Read the whole of Amos 4
Focus on Amos 4:1-5
- What is the lifestyle of the wealthy women?
- In v.4 and 5, through Amos’ sarcasm, what impression do we see of their religious practices?
- Look onto verse 12, what do we see is the consequences?
The religion may be enthusiastic but there is something deeply wrong: an offering is a way of acknowledging and thanking God for his generosity – but here it is being used as a way of looking good. Offerings and tithes are an opportunity to boast.

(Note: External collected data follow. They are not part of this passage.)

use std::{
    collections::{HashMap, HashSet},
    sync::{Mutex, OnceLock},
    time::{Duration, Instant},
};

use axum::http::HeaderValue;
use parley_common::helpers::{env_bool, env_parse, split_list};

const DEFAULT_ALLOWED_ORIGINS: [&str; 4] = [
    "http://localhost:3000",
    "http://127.0.0.1:3000",
    "http://localhost:5173",
    "http://127.0.0.1:5173",
];

#[derive(Clone, Copy)]
struct RateEntry {
    count: u32,
    window_start: Instant,
}

pub struct FixedWindowRateLimiter {
    max_requests: u32,
    window: Duration,
    max_keys: usize,
    entries: Mutex<HashMap<String, RateEntry>>,
}

impl FixedWindowRateLimiter {
    pub fn new(max_requests: u32, window: Duration, max_keys: usize) -> Self {
        Self {
            max_requests,
            window,
            max_keys,
            entries: Mutex::new(HashMap::new()),
        }
    }

    pub fn allow(&self, key: &str) -> bool {
        let now = Instant::now();
        let mut guard = match self.entries.lock() {
            Ok(v) => v,
            Err(_) => return false,
        };

        if guard.len() > self.max_keys {
            guard.retain(|_, entry| now.duration_since(entry.window_start) < self.window);
            if guard.len() > self.max_keys {
                return false;
            }
        }

        let entry = guard.entry(key.to_string()).or_insert(RateEntry {
            count: 0,
            window_start: now,
        });

        if now.duration_since(entry.window_start) >= self.window {
            entry.count = 0;
            entry.window_start = now;
        }

        entry.count = entry.count.saturating_add(1);
        entry.count <= self.max_requests
    }
}

static WS_BIND_LIMITER: OnceLock<FixedWindowRateLimiter> = OnceLock::new();
static ALLOWED_ORIGINS: OnceLock<HashSet<String>> = OnceLock::new();

fn normalize_origin(origin: &str) -> String {
    origin.trim().trim_end_matches('/').to_ascii_lowercase()
}

fn load_allowed_origins() -> HashSet<String> {
    let configured = std::env::var("PARLEY_ALLOWED_ORIGINS").unwrap_or_default();
    let set: HashSet<String> = split_list(&configured)
        .iter()
        .map(|v| normalize_origin(v))
        .filter(|v| !v.is_empty())
        .collect();
    if set.is_empty() {
        return DEFAULT_ALLOWED_ORIGINS
            .iter()
            .map(|v| normalize_origin(v))
            .collect();
    }
    set
}

pub fn cors_allow_any() -> bool {
    env_bool("PARLEY_CORS_ALLOW_ANY", false)
}

pub fn cors_origin_values() -> Vec<HeaderValue> {
    let set = ALLOWED_ORIGINS.get_or_init(load_allowed_origins);
    set.iter()
        .filter_map(|origin| HeaderValue::from_str(origin).ok())
        .collect()
}

/// Native clients send no `Origin`; browsers must come from an allowed one.
pub fn ws_origin_allowed(origin: Option<&str>) -> bool {
    let Some(origin) = origin else {
        return !env_bool("PARLEY_WS_REQUIRE_ORIGIN", false);
    };
    if cors_allow_any() {
        return true;
    }
    let set = ALLOWED_ORIGINS.get_or_init(load_allowed_origins);
    set.contains(&normalize_origin(origin))
}

pub fn allow_ws_bind_request(key: &str) -> bool {
    WS_BIND_LIMITER
        .get_or_init(|| {
            FixedWindowRateLimiter::new(
                env_parse("PARLEY_WS_BIND_RATE_LIMIT", 30),
                Duration::from_secs(env_parse("PARLEY_WS_BIND_RATE_WINDOW_SECS", 60u64).max(1)),
                env_parse("PARLEY_WS_BIND_RATE_MAX_KEYS", 50_000),
            )
        })
        .allow(key)
}

pub fn is_valid_user_id(user_id: &str) -> bool {
    let len = user_id.len();
    if !(1..=64).contains(&len) {
        return false;
    }
    user_id
        .chars()
        .all(|c| c.is_ascii_alphanumeric() || matches!(c, '_' | '-' | '.' | '@'))
}

#[cfg(test)]
mod tests {
    use super::*;

    #[test]
    fn test_rate_limiter_window() {
        let limiter = FixedWindowRateLimiter::new(2, Duration::from_secs(60), 10);
        assert!(limiter.allow("a"));
        assert!(limiter.allow("a"));
        assert!(!limiter.allow("a"));
        assert!(limiter.allow("b"));
    }

    #[test]
    fn test_rate_limiter_key_cap() {
        let limiter = FixedWindowRateLimiter::new(5, Duration::from_secs(60), 1);
        assert!(limiter.allow("a"));
        assert!(limiter.allow("b"));
        assert!(!limiter.allow("c"));
    }

    #[test]
    fn test_user_id_validation() {
        assert!(is_valid_user_id("alice"));
        assert!(is_valid_user_id("bob.smith@example.org"));
        assert!(!is_valid_user_id(""));
        assert!(!is_valid_user_id("has space"));
        assert!(!is_valid_user_id(&"x".repeat(65)));
    }

    #[test]
    fn test_origin_normalization() {
        assert_eq!(
            normalize_origin(" HTTP://Localhost:3000/ "),
            "http://localhost:3000"
        );
    }
}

How does this connect with today’s world?
- What kind of religious experiences have you had or seen which have similar problems to this?
Divide the group into two – rather than move around too much maybe just divide the room in half.
Each group has 5 minutes to discuss the following question. Leaders, please make clear that we are not just discussing our church but the Church generally.
Group 1: In terms of bearing a good witness to God, what are the best things the Church can do?
Group 2: In terms of bearing witness to God, what are the worst things the Church does?
Come back into a large group and one person from each group share what was said.
Question: What do these answers tell us about the way we should bear witness to God?
Return to the issues of injustice that each person took away from last week (and hopefully researched)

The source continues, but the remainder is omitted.